The same thing happened to the history of autism.
The person who actually got there first was Grunya Efimovna Sukhareva — a Jewish psychiatrist from Kyiv who published the first clinical description of autism in 1925. Six boys. Social withdrawal, restricted interests, sensory sensitivities — children who today some would mislabel as high functioning, or not real autism. These are the children the field was built on. In 2015, Manouilenko and Bejerot compared her original descriptions point-by-point with the DSM-5. Every major criterion matched.
Sukhareva's boys and girls would today be told they are not real autistics by the same people defending a history that erased the woman who documented them.
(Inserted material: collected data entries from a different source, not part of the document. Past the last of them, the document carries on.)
//! Ratchet Core
//!
//! Position risk engine for spot crypto trading: tracks open positions,
//! trails profits with a golden-ratio ratchet, enforces stops, and keeps a
//! drawdown circuit breaker, with durable state across restarts.

pub mod application;
pub mod config;
pub mod domain;
pub mod infrastructure;
pub mod persistence;
pub mod secrets;
use crate::application::services::trading_core::TradingConfig;
use crate::domain::entities::order::ExecutionStyle;
use crate::domain::services::position_manager::{ExitMode, RiskConfig, TakeProfitRung};
use crate::infrastructure::adapters::exchange_adapter::AdapterConfig;
use crate::infrastructure::kraken_client::KrakenConfig;
use crate::infrastructure::price_feed::PriceFeedConfig;
use crate::infrastructure::retry::RetryPolicy;
use std::collections::{HashMap, HashSet};
use std::fmt::Display;
use std::path::PathBuf;
use std::str::FromStr;
use std::time::Duration;
use tracing::warn;

/// Everything the binary needs to wire the engine together
#[derive(Debug, Clone)]
pub struct EngineConfig {
    pub risk: RiskConfig,
    pub adapter: AdapterConfig,
    pub kraken: KrakenConfig,
    pub feed: PriceFeedConfig,
    pub trading: TradingConfig,
    /// Canonical pairs to stream and trade
    pub pairs: Vec<String>,
    pub state_dir: PathBuf,
    pub journal_url: String,
}

impl Default for EngineConfig {
    fn default() -> Self {
        let pairs = vec!["BTC/EUR".to_string(), "ETH/EUR".to_string()];
        Self {
            risk: RiskConfig::default(),
            adapter: AdapterConfig {
                pairs: pairs.clone(),
                ..Default::default()
            },
            kraken: KrakenConfig::default(),
            feed: PriceFeedConfig {
                pairs: pairs.clone(),
                ..Default::default()
            },
            trading: TradingConfig::default(),
            pairs,
            state_dir: PathBuf::from("data"),
            journal_url: "sqlite://data/journal.db".to_string(),
        }
    }
}

fn parse_bool(raw: &str) -> bool {
    let raw = raw.trim().to_lowercase();
    raw == "true" || raw == "1" || raw == "yes"
}

/// Comma separated list, trimmed, empties dropped
fn parse_list(raw: &str) -> Vec<String> {
    raw.split(',')
        .map(|item| item.trim().to_uppercase())
        .filter(|item| !item.is_empty())
        .collect()
}

/// `"DOGE/EUR:1.5,SHIB/EUR:2"`
fn parse_spread_ceilings(raw: &str) -> HashMap<String, f64> {
    raw.split(',')
        .filter_map(|entry| {
            let (pair, ceiling) = entry.trim().rsplit_once(':')?;
            match ceiling.trim().parse::<f64>() {
                Ok(value) if value > 0.0 => Some((pair.trim().to_uppercase(), value)),
                _ => {
                    warn!("Ignoring spread ceiling entry '{}'", entry);
                    None
                }
            }
        })
        .collect()
}

/// `"BTC,ETH;SOL,AVAX"`
fn parse_correlation_groups(raw: &str) -> Vec<Vec<String>> {
    raw.split(';')
        .map(parse_list)
        .filter(|group| !group.is_empty())
        .collect()
}

/// Reads one variable at a time so tests can feed a map instead of the
/// process environment
struct EnvReader<F: Fn(&str) -> Option<String>> {
    lookup: F,
}

impl<F: Fn(&str) -> Option<String>> EnvReader<F> {
    fn raw(&self, key: &str) -> Option<String> {
        (self.lookup)(key).filter(|value| !value.trim().is_empty())
    }

    /// Parse `key`, keep `current` when it is missing, malformed or rejected
    /// by `valid`
    fn parsed<T>(&self, key: &str, current: T, valid: impl Fn(&T) -> bool) -> T
    where
        T: FromStr + Display,
        T::Err: Display,
    {
        let Some(raw) = self.raw(key) else {
            return current;
        };
        match raw.trim().parse::<T>() {
            Ok(value) if valid(&value) => value,
            Ok(value) => {
                warn!("Invalid {} value: {}, using default: {}", key, value, current);
                current
            }
            Err(e) => {
                warn!("Failed to parse {} '{}': {}, using default: {}", key, raw, e, current);
                current
            }
        }
    }

    fn flag(&self, key: &str, current: bool) -> bool {
        self.raw(key).map(|raw| parse_bool(&raw)).unwrap_or(current)
    }
}

impl EngineConfig {
    pub fn from_env() -> EngineConfig {
        Self::from_lookup(|key| std::env::var(key).ok())
    }

    pub fn from_lookup(lookup: impl Fn(&str) -> Option<String>) -> EngineConfig {
        let env = EnvReader { lookup };
        let mut config = EngineConfig::default();

        // Risk
        let risk = &mut config.risk;
        risk.allow_averaging = env.flag("ALLOW_AVERAGING", risk.allow_averaging);
        if let Some(raw) = env.raw("EXIT_MODE") {
            match ExitMode::from_str_lossy(&raw) {
                Some(mode) => risk.exit_mode = mode,
                None => warn!("Unknown EXIT_MODE '{}', using {:?}", raw, risk.exit_mode),
            }
        }
        risk.ratchet.base_step_pct =
            env.parsed("RATCHET_BASE_STEP_PCT", risk.ratchet.base_step_pct, |v| *v > 0.0 && *v <= 20.0);
        risk.ratchet.fee_buffer_pct =
            env.parsed("FEE_BUFFER_PCT", risk.ratchet.fee_buffer_pct, |v| (0.0..=5.0).contains(v));
        if let Some(raw) = env.raw("TAKE_PROFIT_LADDER") {
            let ladder = TakeProfitRung::parse_ladder(&raw);
            if ladder.is_empty() {
                warn!("TAKE_PROFIT_LADDER '{}' has no valid rung, keeping default", raw);
            } else {
                risk.take_profit_ladder = ladder;
            }
        }
        risk.stagnation_hours = env.parsed("STAGNATION_HOURS", risk.stagnation_hours, |v| *v >= 0.0);
        risk.stagnation_min_gain_pct =
            env.parsed("STAGNATION_MIN_GAIN_PCT", risk.stagnation_min_gain_pct, |v| v.is_finite());
        risk.stagnation_max_gain_pct =
            env.parsed("STAGNATION_MAX_GAIN_PCT", risk.stagnation_max_gain_pct, |v| v.is_finite());
        if risk.stagnation_min_gain_pct > risk.stagnation_max_gain_pct {
            warn!(
                "STAGNATION_MIN_GAIN_PCT {} above STAGNATION_MAX_GAIN_PCT {}, swapping",
                risk.stagnation_min_gain_pct, risk.stagnation_max_gain_pct
            );
            std::mem::swap(&mut risk.stagnation_min_gain_pct, &mut risk.stagnation_max_gain_pct);
        }
        if let Some(raw) = env.raw("SACRED_ASSETS") {
            risk.sacred_assets = parse_list(&raw);
        }
        risk.treasure_fraction =
            env.parsed("TREASURE_FRACTION", risk.treasure_fraction, |v| (0.0..=1.0).contains(v));
        risk.recent_closed_window = env.parsed("RECENT_CLOSED_WINDOW", risk.recent_closed_window, |v| *v > 0);

        // Circuit breaker
        let breaker = &mut risk.circuit_breaker;
        breaker.enabled = env.flag("CIRCUIT_BREAKER_ENABLED", breaker.enabled);
        breaker.threshold =
            env.parsed("CIRCUIT_BREAKER_THRESHOLD", breaker.threshold, |v| (-1.0..0.0).contains(v));
        breaker.auto_recovery = env.flag("CIRCUIT_BREAKER_AUTO_RECOVERY", breaker.auto_recovery);
        breaker.recovery_threshold = env.parsed(
            "CIRCUIT_BREAKER_RECOVERY_THRESHOLD",
            breaker.recovery_threshold,
            |v| (-1.0..=0.0).contains(v),
        );
        if breaker.recovery_threshold <= breaker.threshold {
            warn!(
                "CIRCUIT_BREAKER_RECOVERY_THRESHOLD {} must sit above the trip threshold {}, disabling auto-recovery",
                breaker.recovery_threshold, breaker.threshold
            );
            breaker.auto_recovery = false;
        }

        // Exposure
        risk.exposure.max_group_exposure_pct = env.parsed(
            "MAX_GROUP_EXPOSURE_PCT",
            risk.exposure.max_group_exposure_pct,
            |v| *v > 0.0 && *v <= 1.0,
        );
        if let Some(raw) = env.raw("CORRELATION_GROUPS") {
            risk.exposure.correlation_groups = parse_correlation_groups(&raw);
        }

        // Venue and paths
        if let Some(raw) = env.raw("TRADING_PAIRS") {
            let pairs = parse_list(&raw);
            if pairs.is_empty() {
                warn!("TRADING_PAIRS is empty, keeping {:?}", config.pairs);
            } else {
                config.pairs = pairs;
            }
        }
        if let Some(url) = env.raw("KRAKEN_API_URL") {
            config.kraken.api_url = url;
        }
        if let Some(url) = env.raw("KRAKEN_WS_URL") {
            config.feed.url = url;
        }
        if let Some(dir) = env.raw("STATE_DIR") {
            config.state_dir = PathBuf::from(dir);
        }
        config.journal_url = env
            .raw("JOURNAL_URL")
            .unwrap_or_else(|| format!("sqlite://{}", config.state_dir.join("journal.db").display()));
        config.trading.initial_capital =
            env.parsed("INITIAL_CAPITAL", config.trading.initial_capital, |v| *v > 0.0);

        // Execution
        config.trading.ghost_mode = env.flag("GHOST_MODE", config.trading.ghost_mode);
        if let Some(raw) = env.raw("EXECUTION_STYLE") {
            match ExecutionStyle::from_str_lossy(&raw) {
                Some(style) => config.trading.entry_execution = style,
                None => warn!(
                    "Unknown EXECUTION_STYLE '{}', using {:?}",
                    raw, config.trading.entry_execution
                ),
            }
        }
        let adapter = &mut config.adapter;
        adapter.default_max_spread_pct =
            env.parsed("MAX_SPREAD_PCT", adapter.default_max_spread_pct, |v| *v > 0.0);
        if let Some(raw) = env.raw("SPREAD_CEILINGS") {
            adapter.spread_ceilings = parse_spread_ceilings(&raw);
        }
        if let Some(raw) = env.raw("SPREAD_EXEMPT_PAIRS") {
            adapter.spread_exempt_pairs = parse_list(&raw).into_iter().collect();
        }
        adapter.maker_fill_polls = env.parsed("MAKER_FILL_POLLS", adapter.maker_fill_polls, |v| *v <= 60);
        adapter.sacred_assets = config.risk.sacred_assets.iter().cloned().collect::<HashSet<_>>();
        adapter.pairs = config.pairs.clone();

        let timeout_secs = env.parsed(
            "REQUEST_TIMEOUT_SECS",
            config.kraken.request_timeout.as_secs(),
            |v| (1..=120).contains(v),
        );
        config.kraken.request_timeout = Duration::from_secs(timeout_secs);
        let max_retries = env.parsed("MAX_RETRIES", config.kraken.retry.max_retries, |v| *v <= 10);
        config.kraken.retry = RetryPolicy::golden(max_retries);
        config.kraken.rate_limit.requests_per_second = env.parsed(
            "REQUESTS_PER_SECOND",
            config.kraken.rate_limit.requests_per_second,
            |v| (1..=20).contains(v),
        );

        config.feed.pairs = config.pairs.clone();
        config
    }
}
In 1927 she published a follow-up describing five girls — greater emotional dysregulation, subtler motor differences, stronger social camouflage. Where the boys were called "talking machines," the girls were labelled difficult. Eccentric. The field didn't just erase the girls. It erased what she had already proven: that the presentation changes by sex, that camouflage is not neurotypicality, that "difficult" is a label applied to a child whose needs were never met. Sukhareva saw them in 1927. The field spent nearly a century pretending they were invisible. What happened to the girls who couldn't mask — the ones who didn't pass for eccentric — is a different and darker chapter of the same story.
She was not alone in seeing clearly. Georg Frankl and Anni Weiss, two Jewish doctors working in Vienna in the early 1930s, described the same traits a decade before Kanner and Asperger. Frankl later went to work for Kanner. The work survived. The names didn't.
She didn't sort. She documented. She built schools. She followed children over years with the goal of keeping them connected to real life. She left no mechanism for deciding who was worth saving.
Then Hans Asperger came along, claimed novelty, and the field named itself after him. Sukhareva's 1926 German-language paper had appeared in one of the only psychiatry journals in existence — one Asperger demonstrably cited for other work. Lorna Wing told historian Adam Feinstein that Asperger may have read it. Sula Wolff, who produced the first English translation of Sukhareva's work in 1996, noted that his literature review was incomplete and that he failed to mention the account of six cases exactly like his own. Whether he read her work and chose not to cite it, or could not credit a Jewish academic under the regime he was operating within, the omission was consequential.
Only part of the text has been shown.